Collected data entries
Start of Block

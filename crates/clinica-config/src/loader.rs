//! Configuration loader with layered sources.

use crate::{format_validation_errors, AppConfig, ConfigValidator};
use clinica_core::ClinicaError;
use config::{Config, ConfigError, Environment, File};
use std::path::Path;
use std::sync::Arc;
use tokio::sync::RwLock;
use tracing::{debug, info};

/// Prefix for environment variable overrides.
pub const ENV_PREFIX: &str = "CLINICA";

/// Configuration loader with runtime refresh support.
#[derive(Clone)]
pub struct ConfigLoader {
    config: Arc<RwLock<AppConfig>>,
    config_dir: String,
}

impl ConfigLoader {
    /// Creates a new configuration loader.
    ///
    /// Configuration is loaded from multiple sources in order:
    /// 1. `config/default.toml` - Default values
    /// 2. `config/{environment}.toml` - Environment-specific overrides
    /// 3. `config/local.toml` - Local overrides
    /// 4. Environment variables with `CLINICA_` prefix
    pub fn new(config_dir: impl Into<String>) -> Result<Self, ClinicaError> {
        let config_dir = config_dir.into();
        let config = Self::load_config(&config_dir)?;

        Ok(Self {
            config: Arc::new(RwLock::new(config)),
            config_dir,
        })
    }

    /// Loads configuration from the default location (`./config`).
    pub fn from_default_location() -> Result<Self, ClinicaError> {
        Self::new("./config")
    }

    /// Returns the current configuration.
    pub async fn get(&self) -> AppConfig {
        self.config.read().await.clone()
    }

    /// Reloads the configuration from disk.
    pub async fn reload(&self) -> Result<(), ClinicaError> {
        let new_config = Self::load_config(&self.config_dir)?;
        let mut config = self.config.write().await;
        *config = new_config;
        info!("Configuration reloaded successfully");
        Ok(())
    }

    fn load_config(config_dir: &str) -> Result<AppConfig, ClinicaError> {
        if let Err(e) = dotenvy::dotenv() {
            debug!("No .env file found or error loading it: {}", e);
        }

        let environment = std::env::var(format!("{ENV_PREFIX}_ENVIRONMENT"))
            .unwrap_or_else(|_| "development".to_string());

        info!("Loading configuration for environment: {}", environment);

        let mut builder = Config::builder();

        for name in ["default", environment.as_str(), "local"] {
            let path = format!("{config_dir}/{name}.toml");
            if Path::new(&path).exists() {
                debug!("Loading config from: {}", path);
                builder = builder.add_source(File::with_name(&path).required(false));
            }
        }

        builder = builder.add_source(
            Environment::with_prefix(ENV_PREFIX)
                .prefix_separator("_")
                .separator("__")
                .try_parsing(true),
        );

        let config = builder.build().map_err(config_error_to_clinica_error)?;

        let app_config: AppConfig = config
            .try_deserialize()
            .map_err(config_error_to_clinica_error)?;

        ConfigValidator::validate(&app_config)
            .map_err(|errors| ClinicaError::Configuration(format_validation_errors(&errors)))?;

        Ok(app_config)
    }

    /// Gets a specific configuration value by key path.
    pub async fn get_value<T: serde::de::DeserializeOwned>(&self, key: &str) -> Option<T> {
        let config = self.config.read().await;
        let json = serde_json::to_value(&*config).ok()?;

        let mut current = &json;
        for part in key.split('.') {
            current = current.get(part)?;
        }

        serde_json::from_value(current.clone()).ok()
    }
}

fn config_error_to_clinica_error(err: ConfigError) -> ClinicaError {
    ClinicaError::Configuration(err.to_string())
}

End of Block
Start of Block

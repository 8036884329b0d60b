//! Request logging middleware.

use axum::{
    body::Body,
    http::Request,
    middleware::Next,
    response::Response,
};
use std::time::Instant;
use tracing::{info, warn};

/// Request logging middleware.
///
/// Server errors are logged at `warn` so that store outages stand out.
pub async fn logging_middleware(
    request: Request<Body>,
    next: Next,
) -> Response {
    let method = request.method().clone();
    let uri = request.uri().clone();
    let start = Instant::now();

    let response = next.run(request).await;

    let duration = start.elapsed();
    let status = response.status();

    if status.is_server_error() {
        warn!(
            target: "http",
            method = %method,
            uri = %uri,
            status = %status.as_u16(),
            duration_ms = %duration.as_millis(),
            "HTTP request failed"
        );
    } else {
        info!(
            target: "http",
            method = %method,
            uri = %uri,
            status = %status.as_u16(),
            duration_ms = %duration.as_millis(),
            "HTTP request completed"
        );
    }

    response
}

End of Block

__Directions for this task__
Across all the records above, find each line with "ConfigError" in it and copy it.

__Solution to this exercise__
use config::{Config, ConfigError, Environment, File};
fn config_error_to_clinica_error(err: ConfigError) -> ClinicaError {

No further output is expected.